13 Horror Films (And Their Heavy Metal Counterparts)
This is a “Nerd Voices” contributor piece from Nerdbot reader Jonathan Meisner. You can follow him on Twitter!
Halloween is just around the corner (trust us, it’ll be here before you know it), and what does that bring? Horror movies, naturally. But, you can add heavy metal to the list as well. We’re going to look at 13 examples where horror and heavy metal formed an unholy alliance.
Watch these films leading up to October 31st, and for your next Halloween party, put Monster Mash away, crank the volume on these tunes and throw up the horns.
13) Friday the 13th Part VI: Jason Lives (Alice Cooper – He’s Back: The Man Behind the Mask)

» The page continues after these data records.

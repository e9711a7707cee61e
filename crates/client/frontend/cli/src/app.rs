//! Glue code tying the game, the roster and the terminal UI together.
use std::sync::Arc;

use anyhow::Result;
use async_trait::async_trait;
use game_content::CharacterRegistry;
use game_core::Game;

use crate::config::CliConfig;
use crate::event::{CliEventConsumer, EventLoop};
use crate::input::InputCollector;
use crate::presentation::terminal;
use client_frontend_core::{EventConsumer, Frontend, FrontendConfig, message::MessageLog};

/// Terminal frontend.
///
/// The registry supplies the glyph art and display names; it should be the
/// same one the [`Game`] resolves sprite sheets from.
pub struct CliFrontend {
    frontend_config: FrontendConfig,
    cli_config: CliConfig,
    registry: Arc<CharacterRegistry>,
}

impl CliFrontend {
    pub fn new(
        frontend_config: FrontendConfig,
        cli_config: CliConfig,
        registry: Arc<CharacterRegistry>,
    ) -> Self {
        Self {
            frontend_config,
            cli_config,
            registry,
        }
    }
}

#[async_trait]
impl Frontend for CliFrontend {
    async fn run(&mut self, game: Game) -> Result<()> {
        tracing::info!(
            tick_rate = self.frontend_config.tick_rate,
            "CLI frontend starting"
        );

        let mut messages = MessageLog::new(self.frontend_config.messages.capacity);
        messages.push_text("Welcome to Cats Vs. Dogs.");

        let consumer = CliEventConsumer::new(
            messages,
            self.registry.clone(),
            self.frontend_config.messages.show_animation,
        );

        let (mut terminal, guard) = terminal::init()?;
        let input = InputCollector::new(guard.reports_key_release());

        let event_loop = EventLoop::new(
            game,
            consumer,
            input,
            self.registry.clone(),
            &self.frontend_config,
            self.cli_config.clone(),
        );

        let result = event_loop.run(&mut terminal).await;
        drop(guard);

        let consumer = result?;
        tracing::info!(
            messages = consumer.message_log().len(),
            "CLI frontend exiting"
        );

        Ok(())
    }
}
//! Arena widget: backdrop stamps, ground line and both fighters.
//!
//! Everything is positioned in logical arena pixels and scaled into the
//! terminal area through [`ArenaViewport`].

use client_frontend_core::{FontTier, TextBounds, TextLayout};
use game_content::CharacterRegistry;
use game_core::{
    ArenaSize, CellSize, Character, Game, SPRITE_SCALE, SpriteFrame, Tick, sprite_frame,
};
use ratatui::{buffer::Buffer, layout::Rect, style::Style, widgets::Widget};

use crate::presentation::{backdrop::Backdrop, theme::CliTheme};

/// Maps logical arena pixels onto a terminal rectangle.
#[derive(Clone, Copy, Debug, PartialEq, Eq)]
pub struct ArenaViewport {
    area: Rect,
    arena: ArenaSize,
}

impl ArenaViewport {
    pub fn new(area: Rect, arena: ArenaSize) -> Self {
        Self { area, arena }
    }

    pub fn area(&self) -> Rect {
        self.area
    }

    pub fn arena(&self) -> ArenaSize {
        self.arena
    }

    fn px_per_col(&self) -> f32 {
        self.arena.width as f32 / self.area.width.max(1) as f32
    }

    fn px_per_row(&self) -> f32 {
        self.arena.height as f32 / self.area.height.max(1) as f32
    }

    /// Terminal cell covering the arena point, or `None` outside the area.
    pub fn to_cell(&self, x: f32, y: f32) -> Option<(u16, u16)> {
        if x < 0.0 || y < 0.0 {
            return None;
        }

        let col = (x / self.px_per_col()).floor() as u32;
        let row = (y / self.px_per_row()).floor() as u32;
        if col >= self.area.width as u32 || row >= self.area.height as u32 {
            return None;
        }

        Some((self.area.x + col as u16, self.area.y + row as u16))
    }
}

/// Terminal text: one cell per character, one row tall, whatever the tier.
impl TextLayout for ArenaViewport {
    fn measure(&self, text: &str, _tier: FontTier) -> TextBounds {
        let chars = text.chars().count() as f32;
        TextBounds::new(
            (chars * self.px_per_col()).round() as i32,
            self.px_per_row().round().max(1.0) as i32,
        )
    }
}

/// Row just below the fighters' feet.
pub fn ground_y(arena: ArenaSize) -> f32 {
    let cell = CellSize::STANDARD;
    arena.player_spawn(cell.width).y + cell.height as f32 * SPRITE_SCALE
}

/// Flips one glyph row horizontally, padding it to `width` first so every
/// row of a frame keeps its alignment.
pub fn mirror_row(row: &str, width: usize) -> String {
    let padded: Vec<char> = row
        .chars()
        .chain(std::iter::repeat(' '))
        .take(width.max(row.chars().count()))
        .collect();
    padded.into_iter().rev().map(mirror_char).collect()
}

fn mirror_char(ch: char) -> char {
    match ch {
        '(' => ')',
        ')' => '(',
        '[' => ']',
        ']' => '[',
        '{' => '}',
        '}' => '{',
        '<' => '>',
        '>' => '<',
        '/' => '\\',
        '\\' => '/',
        other => other,
    }
}

pub struct ArenaView<'a> {
    game: &'a Game,
    registry: &'a CharacterRegistry,
    backdrop: &'a Backdrop,
    viewport: ArenaViewport,
    theme: &'a CliTheme,
}

impl<'a> ArenaView<'a> {
    pub fn new(
        game: &'a Game,
        registry: &'a CharacterRegistry,
        backdrop: &'a Backdrop,
        viewport: ArenaViewport,
        theme: &'a CliTheme,
    ) -> Self {
        Self {
            game,
            registry,
            backdrop,
            viewport,
            theme,
        }
    }

    fn render_ground(&self, buf: &mut Buffer) {
        let Some((_, row)) = self.viewport.to_cell(0.0, ground_y(self.viewport.arena())) else {
            return;
        };
        let area = self.viewport.area();
        let line = "_".repeat(area.width as usize);
        buf.set_stringn(area.x, row, line, area.width as usize, self.theme.ground());
    }

    fn render_stamps(&self, buf: &mut Buffer) {
        let area = self.viewport.area();
        for stamp in self.backdrop.stamps() {
            let placement = stamp.placement;
            let x = placement.x.max(0) as f32;
            let y = placement.top().max(0) as f32;
            let Some((col, row)) = self.viewport.to_cell(x, y) else {
                continue;
            };

            let room = (area.right() - col) as usize;
            let style = self.theme.overlay(stamp.tone, stamp.tier);
            buf.set_stringn(col, row, &stamp.text, room, style);
        }
    }

    fn render_fighter(&self, buf: &mut Buffer, character: &Character, tick: Tick) {
        let frame = sprite_frame(character, tick);
        let entry = self.registry.get(character.id());

        let rows: Vec<String> = match entry.and_then(|e| e.frame_art(frame.state, frame.frame)) {
            Some(art) => {
                let width = art.iter().map(|row| row.chars().count()).max().unwrap_or(0);
                if character.is_mirrored() {
                    art.iter().map(|row| mirror_row(row, width)).collect()
                } else {
                    art.to_vec()
                }
            }
            None => vec![format!("[{}]", character.id())],
        };

        let style = match entry {
            Some(entry) if !character.is_alive() => self.theme.fallen(entry.tint),
            Some(entry) => self.theme.fighter(entry.tint),
            None => Style::default(),
        };

        self.blit(buf, &frame, &rows, style);
    }

    /// Draws `rows` centered on the sprite box and standing on its bottom edge.
    /// Spaces are transparent.
    fn blit(&self, buf: &mut Buffer, frame: &SpriteFrame, rows: &[String], style: Style) {
        let source = frame.source;
        let (x0, y0) = frame.transform.apply(0.0, 0.0);
        let (x1, y1) = frame
            .transform
            .apply(source.width as f32, source.height as f32);

        let center_x = (x0 + x1) / 2.0;
        let bottom = y0.max(y1) - 1.0;
        let Some((center_col, bottom_row)) = self.viewport.to_cell(center_x, bottom) else {
            return;
        };

        let area = self.viewport.area();
        let width = rows.iter().map(|row| row.chars().count()).max().unwrap_or(0) as u16;
        let left = center_col.saturating_sub(width / 2).max(area.x);
        let top = (bottom_row + 1).saturating_sub(rows.len() as u16).max(area.y);

        for (dy, row) in rows.iter().enumerate() {
            let y = top + dy as u16;
            if y > bottom_row {
                break;
            }
            for (dx, ch) in row.chars().enumerate() {
                let x = left + dx as u16;
                if ch == ' ' || x >= area.right() {
                    continue;
                }
                if let Some(cell) = buf.cell_mut((x, y)) {
                    cell.set_char(ch).set_style(style);
                }
            }
        }
    }
}

impl Widget for ArenaView<'_> {
    fn render(self, _area: Rect, buf: &mut Buffer) {
        self.render_ground(buf);
        self.render_stamps(buf);

        // Battle time, so a paused battle is drawn frozen.
        if let Some(battle) = self.game.battle() {
            self.render_fighter(buf, battle.player(), battle.now());
            self.render_fighter(buf, battle.opponent(), battle.now());
        }
    }
}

The third entry in the Tommy Jarvis trilogy sees a grown-up Tommy dig up the corpse of Jason Voorhees, only to see the hockey mask wearing, machete wielding killing machine rise from the dead and stalk Camp Crystal Lake once again.
Teenage Frankenstein is also present during the film, if He’s Back has a little more synth than you’d like.
12) Gremlins 2: The New Batch (Slayer – Angel of Death)
Gremlins 2 doesn’t have the same level of tension as the first film did, and many times gets a little cuter than it needs to, but it’s not a boring movie, and with Al “Grandpa Munster” Lewis and Christopher Lee making cameos, the Halloween/horror connections are there.
Angel of Death is only heard briefly; as one of the Gremlins (Mohawk) prepares to make its transformation into a Gremlin/arachnid hybrid after downing a beaker of serum, but a countdown such as this wouldn’t be complete without Slayer.
11) Trick or Treat (Fastway – Trick or Treat)
In the 80’s parents’ groups were all about playing records backwards to hear the satanic messages allegedly contained within and Trick or Treat from 1986 plays this up to full effect, when a teenager is subliminally influenced by the final recording of his heavy metal hero.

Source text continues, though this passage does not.